On its website, the State Department proclaims that “it leads the U.S. global engagement to combat human trafficking.” Yet here in America, the holes in domestic law and international diplomacy have long lined up. And at least for a time, Sri Yatun fell through.

Sri prays in her room during Ramadan.

I first met Sri in September 2018 at a cafe. (Sri has officially changed her name to an Anglicized one that she asked me not to use, but many people still know her as Sri.) She was a small, glamorous slip of a person — 32 years old, not even 5 feet, in leggings and a spangly top, oversize sunglasses perched atop her head, hair straightened in a sleek curtain and her expertly applied eye shadow the shifting colors of a sunset. She didn’t always dress this way, however. For years, she’d worn nothing but baggy men’s clothes. “I didn’t want people to see me,” she says.

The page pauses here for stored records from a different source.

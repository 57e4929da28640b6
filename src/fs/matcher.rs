// Copyright (c) Microsoft Corporation.
// Licensed under the MIT license.

//! Path matchers.
//!
//! A matcher is requested as `"syntax:pattern"`; the syntax is everything up
//! to the first colon. `regex` patterns are compiled as-is, `glob` patterns
//! are translated to an anchored regex first (with `*` and `?` stopping at
//! the separator, `**` crossing it).

use regex::Regex;

use crate::path::MemoryPath;

use super::errors::PatternError;

const GLOB: &str = "glob";
const REGEX: &str = "regex";

/// A compiled path matcher. Matching is performed against the full textual
/// form of the path.
#[derive(Debug, Clone)]
pub enum PathMatcher {
    Glob(Regex),
    Regex(Regex),
}

impl PathMatcher {
    #[must_use]
    pub fn matches(&self, path: &MemoryPath) -> bool {
        let text = path.to_string();
        match self {
            PathMatcher::Glob(regex) | PathMatcher::Regex(regex) => regex.is_match(&text),
        }
    }
}

pub(crate) fn parse(syntax_and_pattern: &str, separator: &str) -> Result<PathMatcher, PatternError> {
    let colon = syntax_and_pattern.find(':');
    let (syntax, pattern) = match colon {
        Some(index) if index > 0 && index < syntax_and_pattern.len() - 1 => {
            syntax_and_pattern.split_at(index)
        }
        _ => {
            return Err(PatternError::MissingSyntax(syntax_and_pattern.to_string()));
        }
    };
    let pattern = &pattern[1..];
    if syntax.eq_ignore_ascii_case(GLOB) {
        let translated = glob_to_regex(pattern, separator)?;
        Ok(PathMatcher::Glob(Regex::new(&translated)?))
    } else if syntax.eq_ignore_ascii_case(REGEX) {
        Ok(PathMatcher::Regex(Regex::new(pattern)?))
    } else {
        Err(PatternError::UnsupportedSyntax(syntax.to_string()))
    }
}

fn glob_to_regex(pattern: &str, separator: &str) -> Result<String, PatternError> {
    let bad = || PatternError::BadGlobPattern(pattern.to_string());
    let separator_class = regex::escape(separator);
    let mut out = String::from("^");
    let mut chars = pattern.chars().peekable();
    let mut group_depth = 0usize;
    while let Some(c) = chars.next() {
        match c {
            '*' => {
                if chars.peek() == Some(&'*') {
                    chars.next();
                    out.push_str(".*");
                } else {
                    out.push_str(&format!("[^{separator_class}]*"));
                }
            }
            '?' => out.push_str(&format!("[^{separator_class}]")),
            '[' => {
                out.push('[');
                if chars.peek() == Some(&'!') {
                    chars.next();
                    out.push('^');
                }
                let mut first = true;
                let mut closed = false;
                for inner in chars.by_ref() {
                    match inner {
                        ']' if !first => {
                            out.push(']');
                            closed = true;
                            break;
                        }
                        ']' => out.push_str("\\]"),
                        '\\' | '^' | '[' => {
                            out.push('\\');
                            out.push(inner);
                        }
                        _ => out.push(inner),
                    }
                    first = false;
                }
                if !closed {
                    return Err(bad());
                }
            }
            '{' => {
                group_depth += 1;
                out.push_str("(?:");
            }
            '}' => {
                group_depth = group_depth.checked_sub(1).ok_or_else(bad)?;
                out.push(')');
            }
            ',' if group_depth > 0 => out.push('|'),
            '\\' => {
                let escaped = chars.next().ok_or_else(bad)?;
                out.push_str(&regex::escape(&escaped.to_string()));
            }
            _ => out.push_str(&regex::escape(&c.to_string())),
        }
    }
    if group_depth != 0 {
        return Err(bad());
    }
    out.push('$');
    Ok(out)
}

#[cfg(test)]
mod tests {
    use super::*;

    fn matcher(pattern: &str) -> PathMatcher {
        parse(pattern, "/").expect("Failed to parse pattern")
    }

    fn glob_matches(pattern: &str, text: &str) -> bool {
        let PathMatcher::Glob(regex) = matcher(&format!("glob:{pattern}")) else {
            unreachable!()
        };
        regex.is_match(text)
    }

    #[test]
    fn syntax_parsing() {
        assert!(matches!(matcher("regex:.*"), PathMatcher::Regex(_)));
        assert!(matches!(matcher("glob:*.txt"), PathMatcher::Glob(_)));
        assert!(matches!(
            parse("noColon", "/"),
            Err(PatternError::MissingSyntax(_)),
        ));
        assert!(matches!(
            parse(":pattern", "/"),
            Err(PatternError::MissingSyntax(_)),
        ));
        assert!(matches!(
            parse("glob:", "/"),
            Err(PatternError::MissingSyntax(_)),
        ));
        assert!(matches!(
            parse("ant:*.txt", "/"),
            Err(PatternError::UnsupportedSyntax(_)),
        ));
    }

    #[test]
    fn glob_translation() {
        assert!(glob_matches("/a/*.txt", "/a/file.txt"));
        assert!(!glob_matches("/a/*.txt", "/a/b/file.txt"));
        assert!(glob_matches("/a/**.txt", "/a/b/file.txt"));
        assert!(glob_matches("/a/file?.txt", "/a/file1.txt"));
        assert!(!glob_matches("/a/file?.txt", "/a/file/.txt"));
        assert!(glob_matches("/[abc].rs", "/b.rs"));
        assert!(glob_matches("/[!abc].rs", "/d.rs"));
        assert!(glob_matches("/*.{rs,txt}", "/lib.rs"));
        assert!(!glob_matches("/*.{rs,txt}", "/lib.c"));
        assert!(glob_matches("/a\\*b", "/a*b"));
        assert!(!glob_matches("/a\\*b", "/axb"));
    }
}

We spoke for hours, Sri in fluent English inflected with the richly rolled r’s of her native Javanese. We have kept talking for over three years now, and I’ve learned a number of things. She has a dark, droll sense of humor, which she deploys in describing the worst of situations — learning how to defend herself by watching “Kill Bill,” for example. She carries a stun gun thicker than her forearm, she’s an astonishingly talented chef who also loves McDonald’s Creamy Ranch Sauce, and she has the anticipatory eye and swift stealth of someone who has spent a lifetime answering needs before they can be named. To spend time with Sri means that your table will be expertly bused, takeout cartons packed, even used tea bags tidied.

Not everything could be so neatly put away, though. Her story, for one. Although she’d managed to hold on to her belief in God, her experiences had complicated her relationship with him (“What’s he doing up there, just sleeping?”), and deep into our first conversation, she hastily pulled down her sunglasses over her eyes but kept talking, tears slipping from under the frames. I’ve since corroborated her story in interviews with social-service providers and friends, as well as declarations submitted under penalty of perjury as part of Sri’s application for a T visa, a special document granted to victims of human trafficking.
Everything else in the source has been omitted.